Saved entries:
"""
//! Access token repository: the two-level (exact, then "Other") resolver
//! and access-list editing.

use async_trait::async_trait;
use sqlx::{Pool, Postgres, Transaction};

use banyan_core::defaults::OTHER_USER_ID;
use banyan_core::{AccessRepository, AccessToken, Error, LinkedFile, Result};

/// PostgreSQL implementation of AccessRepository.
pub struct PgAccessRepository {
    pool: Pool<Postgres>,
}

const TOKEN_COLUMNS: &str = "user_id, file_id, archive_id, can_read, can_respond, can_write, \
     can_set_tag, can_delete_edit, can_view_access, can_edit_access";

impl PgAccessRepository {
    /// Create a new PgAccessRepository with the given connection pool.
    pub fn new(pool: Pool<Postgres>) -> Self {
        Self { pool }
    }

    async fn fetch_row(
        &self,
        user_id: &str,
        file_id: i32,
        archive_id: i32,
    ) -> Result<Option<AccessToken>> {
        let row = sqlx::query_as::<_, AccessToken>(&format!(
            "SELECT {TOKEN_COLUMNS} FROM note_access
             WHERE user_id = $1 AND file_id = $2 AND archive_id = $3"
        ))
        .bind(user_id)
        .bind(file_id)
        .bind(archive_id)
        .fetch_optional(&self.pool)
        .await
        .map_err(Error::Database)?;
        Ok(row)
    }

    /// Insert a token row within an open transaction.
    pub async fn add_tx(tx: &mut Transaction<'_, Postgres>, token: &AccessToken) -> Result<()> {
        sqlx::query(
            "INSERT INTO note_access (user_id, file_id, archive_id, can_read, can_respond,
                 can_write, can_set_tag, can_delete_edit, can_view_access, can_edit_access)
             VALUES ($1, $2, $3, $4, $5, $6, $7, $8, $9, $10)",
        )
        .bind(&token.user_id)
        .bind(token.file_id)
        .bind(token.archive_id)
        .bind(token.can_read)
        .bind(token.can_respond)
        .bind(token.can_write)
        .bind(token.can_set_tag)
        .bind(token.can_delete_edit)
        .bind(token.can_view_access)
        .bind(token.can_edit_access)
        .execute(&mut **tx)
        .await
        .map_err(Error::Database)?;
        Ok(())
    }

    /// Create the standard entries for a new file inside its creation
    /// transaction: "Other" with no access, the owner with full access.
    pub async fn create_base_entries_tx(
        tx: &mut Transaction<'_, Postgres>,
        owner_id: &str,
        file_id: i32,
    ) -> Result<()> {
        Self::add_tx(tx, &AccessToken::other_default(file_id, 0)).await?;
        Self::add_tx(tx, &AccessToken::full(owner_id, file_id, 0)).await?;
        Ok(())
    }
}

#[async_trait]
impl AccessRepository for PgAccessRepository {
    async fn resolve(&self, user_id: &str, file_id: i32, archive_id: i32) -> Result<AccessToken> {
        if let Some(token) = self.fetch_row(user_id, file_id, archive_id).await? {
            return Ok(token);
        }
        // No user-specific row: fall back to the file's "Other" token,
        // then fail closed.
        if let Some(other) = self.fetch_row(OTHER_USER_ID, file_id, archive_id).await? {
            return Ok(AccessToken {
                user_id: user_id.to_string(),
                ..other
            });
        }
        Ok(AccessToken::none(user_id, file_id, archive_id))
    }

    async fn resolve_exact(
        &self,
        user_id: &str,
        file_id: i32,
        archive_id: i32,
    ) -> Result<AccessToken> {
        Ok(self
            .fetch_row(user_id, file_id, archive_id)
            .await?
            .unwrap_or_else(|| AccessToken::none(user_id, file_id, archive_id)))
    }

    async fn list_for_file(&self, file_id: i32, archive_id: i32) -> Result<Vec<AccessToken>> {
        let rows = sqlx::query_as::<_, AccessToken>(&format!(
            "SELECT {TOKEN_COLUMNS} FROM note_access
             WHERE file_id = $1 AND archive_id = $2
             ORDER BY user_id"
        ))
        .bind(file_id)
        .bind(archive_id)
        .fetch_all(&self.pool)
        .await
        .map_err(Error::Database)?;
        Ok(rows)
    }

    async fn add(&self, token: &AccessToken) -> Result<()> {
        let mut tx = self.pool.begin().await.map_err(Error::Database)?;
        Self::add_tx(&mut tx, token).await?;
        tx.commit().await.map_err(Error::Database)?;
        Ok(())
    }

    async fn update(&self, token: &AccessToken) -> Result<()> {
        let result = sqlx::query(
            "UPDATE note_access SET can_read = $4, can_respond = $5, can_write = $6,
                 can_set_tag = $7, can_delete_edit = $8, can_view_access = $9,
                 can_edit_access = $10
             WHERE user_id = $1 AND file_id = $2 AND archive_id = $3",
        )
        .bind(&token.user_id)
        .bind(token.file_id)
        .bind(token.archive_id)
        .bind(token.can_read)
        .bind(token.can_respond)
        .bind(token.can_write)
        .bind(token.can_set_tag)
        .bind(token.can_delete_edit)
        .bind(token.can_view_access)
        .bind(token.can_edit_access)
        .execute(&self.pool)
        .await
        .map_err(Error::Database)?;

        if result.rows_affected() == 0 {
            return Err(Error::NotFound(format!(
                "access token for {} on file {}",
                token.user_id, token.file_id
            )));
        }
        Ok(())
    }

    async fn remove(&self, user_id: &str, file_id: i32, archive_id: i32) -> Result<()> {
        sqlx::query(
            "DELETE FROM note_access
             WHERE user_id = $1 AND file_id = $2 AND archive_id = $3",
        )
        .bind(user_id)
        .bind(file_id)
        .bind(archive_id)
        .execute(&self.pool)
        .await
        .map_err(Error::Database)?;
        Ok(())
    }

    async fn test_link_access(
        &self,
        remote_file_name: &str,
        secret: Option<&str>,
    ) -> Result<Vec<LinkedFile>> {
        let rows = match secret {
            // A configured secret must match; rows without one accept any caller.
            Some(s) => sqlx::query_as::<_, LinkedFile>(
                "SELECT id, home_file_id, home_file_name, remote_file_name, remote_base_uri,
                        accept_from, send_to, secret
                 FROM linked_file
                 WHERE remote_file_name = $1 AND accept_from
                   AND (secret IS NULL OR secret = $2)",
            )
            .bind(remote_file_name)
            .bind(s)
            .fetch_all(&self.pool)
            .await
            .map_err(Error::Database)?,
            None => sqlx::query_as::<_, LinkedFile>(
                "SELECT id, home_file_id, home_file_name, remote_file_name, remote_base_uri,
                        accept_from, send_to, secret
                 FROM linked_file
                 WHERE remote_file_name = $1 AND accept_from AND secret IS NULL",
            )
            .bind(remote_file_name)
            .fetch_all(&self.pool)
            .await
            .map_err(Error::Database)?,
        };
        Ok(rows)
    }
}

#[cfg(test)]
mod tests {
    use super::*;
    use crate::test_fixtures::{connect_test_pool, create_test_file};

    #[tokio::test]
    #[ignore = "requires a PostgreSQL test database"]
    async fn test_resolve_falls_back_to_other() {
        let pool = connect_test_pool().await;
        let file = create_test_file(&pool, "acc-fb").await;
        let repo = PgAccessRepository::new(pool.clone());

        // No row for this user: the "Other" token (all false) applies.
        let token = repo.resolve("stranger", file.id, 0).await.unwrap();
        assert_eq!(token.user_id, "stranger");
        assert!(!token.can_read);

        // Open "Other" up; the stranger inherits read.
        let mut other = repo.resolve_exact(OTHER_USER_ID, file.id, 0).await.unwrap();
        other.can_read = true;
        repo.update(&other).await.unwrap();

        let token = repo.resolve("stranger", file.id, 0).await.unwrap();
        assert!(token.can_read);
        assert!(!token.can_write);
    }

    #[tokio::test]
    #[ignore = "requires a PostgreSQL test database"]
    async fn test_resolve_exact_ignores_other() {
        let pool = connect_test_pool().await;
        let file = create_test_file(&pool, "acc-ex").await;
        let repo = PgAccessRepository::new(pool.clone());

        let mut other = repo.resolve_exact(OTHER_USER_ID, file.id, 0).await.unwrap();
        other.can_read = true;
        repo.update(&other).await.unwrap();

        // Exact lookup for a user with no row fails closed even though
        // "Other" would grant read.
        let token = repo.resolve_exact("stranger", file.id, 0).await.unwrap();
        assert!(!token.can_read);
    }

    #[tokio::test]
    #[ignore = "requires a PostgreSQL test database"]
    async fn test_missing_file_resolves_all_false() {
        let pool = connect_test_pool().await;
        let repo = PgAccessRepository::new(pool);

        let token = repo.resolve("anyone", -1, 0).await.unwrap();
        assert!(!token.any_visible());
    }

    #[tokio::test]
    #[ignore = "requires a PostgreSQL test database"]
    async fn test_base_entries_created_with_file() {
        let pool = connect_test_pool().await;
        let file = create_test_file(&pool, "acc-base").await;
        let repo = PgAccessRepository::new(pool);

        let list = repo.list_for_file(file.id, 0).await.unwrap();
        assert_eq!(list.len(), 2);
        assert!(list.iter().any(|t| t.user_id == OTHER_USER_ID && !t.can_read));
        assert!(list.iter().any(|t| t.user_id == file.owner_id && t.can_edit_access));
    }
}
"""
"""
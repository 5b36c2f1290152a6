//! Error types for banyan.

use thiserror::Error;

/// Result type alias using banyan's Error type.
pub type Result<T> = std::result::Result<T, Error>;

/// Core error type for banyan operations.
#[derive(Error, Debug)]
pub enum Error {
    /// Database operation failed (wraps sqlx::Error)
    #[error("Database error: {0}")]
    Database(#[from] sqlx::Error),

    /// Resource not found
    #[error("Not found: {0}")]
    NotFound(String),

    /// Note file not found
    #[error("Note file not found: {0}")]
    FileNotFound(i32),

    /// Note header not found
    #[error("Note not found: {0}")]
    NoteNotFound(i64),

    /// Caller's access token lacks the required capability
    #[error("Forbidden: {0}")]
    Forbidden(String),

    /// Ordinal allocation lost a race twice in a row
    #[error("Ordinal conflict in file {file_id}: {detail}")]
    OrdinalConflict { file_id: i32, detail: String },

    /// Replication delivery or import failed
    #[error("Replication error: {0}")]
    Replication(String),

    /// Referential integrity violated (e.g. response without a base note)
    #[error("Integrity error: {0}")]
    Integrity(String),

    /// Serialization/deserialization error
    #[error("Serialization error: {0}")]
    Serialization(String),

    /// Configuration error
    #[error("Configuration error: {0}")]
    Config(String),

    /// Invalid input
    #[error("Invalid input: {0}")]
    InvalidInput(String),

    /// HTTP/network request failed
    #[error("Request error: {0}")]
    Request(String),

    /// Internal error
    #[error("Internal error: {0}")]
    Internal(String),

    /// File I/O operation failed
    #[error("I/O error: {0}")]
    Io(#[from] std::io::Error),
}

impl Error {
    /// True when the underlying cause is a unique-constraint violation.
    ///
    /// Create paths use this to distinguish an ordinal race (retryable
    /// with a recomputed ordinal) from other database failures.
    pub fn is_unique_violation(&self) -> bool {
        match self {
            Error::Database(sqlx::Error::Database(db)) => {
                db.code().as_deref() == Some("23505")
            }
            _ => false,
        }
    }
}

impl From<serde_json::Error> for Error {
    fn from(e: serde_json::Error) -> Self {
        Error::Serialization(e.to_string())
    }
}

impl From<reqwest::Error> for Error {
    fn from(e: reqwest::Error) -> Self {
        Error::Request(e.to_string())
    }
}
"""
"""
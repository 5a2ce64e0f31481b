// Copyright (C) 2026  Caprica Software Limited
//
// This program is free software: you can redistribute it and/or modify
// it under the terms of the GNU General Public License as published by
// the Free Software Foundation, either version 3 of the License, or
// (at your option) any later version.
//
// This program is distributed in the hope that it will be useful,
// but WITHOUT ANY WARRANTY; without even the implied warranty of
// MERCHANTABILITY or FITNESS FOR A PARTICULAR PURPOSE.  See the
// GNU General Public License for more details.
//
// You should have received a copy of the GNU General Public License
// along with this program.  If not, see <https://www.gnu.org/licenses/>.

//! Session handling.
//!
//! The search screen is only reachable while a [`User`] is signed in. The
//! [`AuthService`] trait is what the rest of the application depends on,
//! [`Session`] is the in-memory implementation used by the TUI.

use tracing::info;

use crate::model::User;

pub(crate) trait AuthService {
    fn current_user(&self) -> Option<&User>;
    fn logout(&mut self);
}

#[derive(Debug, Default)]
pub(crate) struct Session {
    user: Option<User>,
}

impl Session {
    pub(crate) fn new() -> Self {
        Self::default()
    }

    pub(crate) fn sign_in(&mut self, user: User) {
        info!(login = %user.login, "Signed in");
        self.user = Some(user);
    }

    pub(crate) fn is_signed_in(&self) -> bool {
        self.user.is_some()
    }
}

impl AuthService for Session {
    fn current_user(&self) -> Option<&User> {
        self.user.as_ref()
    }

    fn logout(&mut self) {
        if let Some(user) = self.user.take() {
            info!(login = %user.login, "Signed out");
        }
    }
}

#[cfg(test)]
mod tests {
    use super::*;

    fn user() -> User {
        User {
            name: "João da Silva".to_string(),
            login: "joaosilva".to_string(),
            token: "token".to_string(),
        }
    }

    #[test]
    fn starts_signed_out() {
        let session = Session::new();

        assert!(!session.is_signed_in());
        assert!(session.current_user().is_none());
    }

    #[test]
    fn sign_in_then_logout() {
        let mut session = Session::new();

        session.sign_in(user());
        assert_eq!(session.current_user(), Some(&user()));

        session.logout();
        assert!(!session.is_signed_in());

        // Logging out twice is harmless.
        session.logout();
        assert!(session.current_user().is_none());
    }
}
"""
TASK DIRECTIONS =
For each line of the entries that holds the word "PgAccessRepository", pull that line out.

TASK RESULT =
pub struct PgAccessRepository {
impl PgAccessRepository {
    /// Create a new PgAccessRepository with the given connection pool.
impl AccessRepository for PgAccessRepository {
        let repo = PgAccessRepository::new(pool.clone());
        let repo = PgAccessRepository::new(pool.clone());
        let repo = PgAccessRepository::new(pool);
        let repo = PgAccessRepository::new(pool);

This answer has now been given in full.